Please copy out the lines in the entries that contain "when".
(Information provided)
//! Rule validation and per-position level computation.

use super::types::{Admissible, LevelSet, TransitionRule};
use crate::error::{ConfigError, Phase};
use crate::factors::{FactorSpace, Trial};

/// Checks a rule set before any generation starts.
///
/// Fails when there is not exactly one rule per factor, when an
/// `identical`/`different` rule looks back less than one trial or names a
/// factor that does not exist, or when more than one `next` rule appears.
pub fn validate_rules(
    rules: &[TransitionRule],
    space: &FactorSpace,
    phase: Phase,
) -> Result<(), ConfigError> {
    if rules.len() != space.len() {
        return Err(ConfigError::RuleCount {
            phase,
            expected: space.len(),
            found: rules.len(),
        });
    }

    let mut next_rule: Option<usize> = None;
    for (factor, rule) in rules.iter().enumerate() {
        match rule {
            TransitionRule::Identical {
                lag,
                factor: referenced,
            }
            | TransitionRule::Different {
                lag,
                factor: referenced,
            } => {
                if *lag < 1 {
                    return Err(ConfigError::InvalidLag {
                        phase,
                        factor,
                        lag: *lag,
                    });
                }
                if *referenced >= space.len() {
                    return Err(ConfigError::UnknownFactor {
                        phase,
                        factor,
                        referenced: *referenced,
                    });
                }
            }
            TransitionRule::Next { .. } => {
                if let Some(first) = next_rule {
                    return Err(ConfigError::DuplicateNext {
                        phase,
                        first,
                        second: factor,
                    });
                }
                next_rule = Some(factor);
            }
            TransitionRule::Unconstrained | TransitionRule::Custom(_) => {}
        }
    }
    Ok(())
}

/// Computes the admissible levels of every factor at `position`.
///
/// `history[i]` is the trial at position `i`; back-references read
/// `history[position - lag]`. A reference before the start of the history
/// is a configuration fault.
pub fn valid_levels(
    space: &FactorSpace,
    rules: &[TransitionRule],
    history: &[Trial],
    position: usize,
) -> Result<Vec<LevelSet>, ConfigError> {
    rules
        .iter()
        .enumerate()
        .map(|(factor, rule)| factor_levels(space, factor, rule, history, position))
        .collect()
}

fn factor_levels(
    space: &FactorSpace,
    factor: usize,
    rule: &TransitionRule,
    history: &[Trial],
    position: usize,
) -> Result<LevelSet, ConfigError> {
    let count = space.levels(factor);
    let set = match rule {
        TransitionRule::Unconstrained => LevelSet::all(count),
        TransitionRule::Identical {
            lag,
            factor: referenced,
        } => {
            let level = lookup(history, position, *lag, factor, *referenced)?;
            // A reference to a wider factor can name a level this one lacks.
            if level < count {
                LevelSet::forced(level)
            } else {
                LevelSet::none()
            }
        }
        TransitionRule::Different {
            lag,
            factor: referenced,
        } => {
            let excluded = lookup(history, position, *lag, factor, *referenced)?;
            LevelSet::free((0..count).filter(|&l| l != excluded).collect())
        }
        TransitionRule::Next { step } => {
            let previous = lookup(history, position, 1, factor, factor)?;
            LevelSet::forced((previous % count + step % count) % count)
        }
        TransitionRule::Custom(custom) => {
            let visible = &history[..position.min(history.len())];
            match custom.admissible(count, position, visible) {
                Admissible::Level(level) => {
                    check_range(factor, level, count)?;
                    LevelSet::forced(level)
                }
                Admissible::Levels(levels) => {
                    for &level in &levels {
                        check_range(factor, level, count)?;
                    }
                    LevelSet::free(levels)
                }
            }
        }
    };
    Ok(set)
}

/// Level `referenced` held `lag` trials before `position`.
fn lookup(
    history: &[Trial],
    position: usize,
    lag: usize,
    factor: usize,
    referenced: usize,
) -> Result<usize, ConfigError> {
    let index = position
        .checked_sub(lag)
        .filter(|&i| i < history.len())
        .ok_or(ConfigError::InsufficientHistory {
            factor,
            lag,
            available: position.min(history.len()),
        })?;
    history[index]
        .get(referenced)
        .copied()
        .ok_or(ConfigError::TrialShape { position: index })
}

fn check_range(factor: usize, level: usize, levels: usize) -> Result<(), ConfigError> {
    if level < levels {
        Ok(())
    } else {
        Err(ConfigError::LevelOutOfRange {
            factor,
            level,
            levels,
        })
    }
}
(End Information provided)
Task result:
/// Fails when there is not exactly one rule per factor, when an
/// factor that does not exist, or when more than one `next` rule appears.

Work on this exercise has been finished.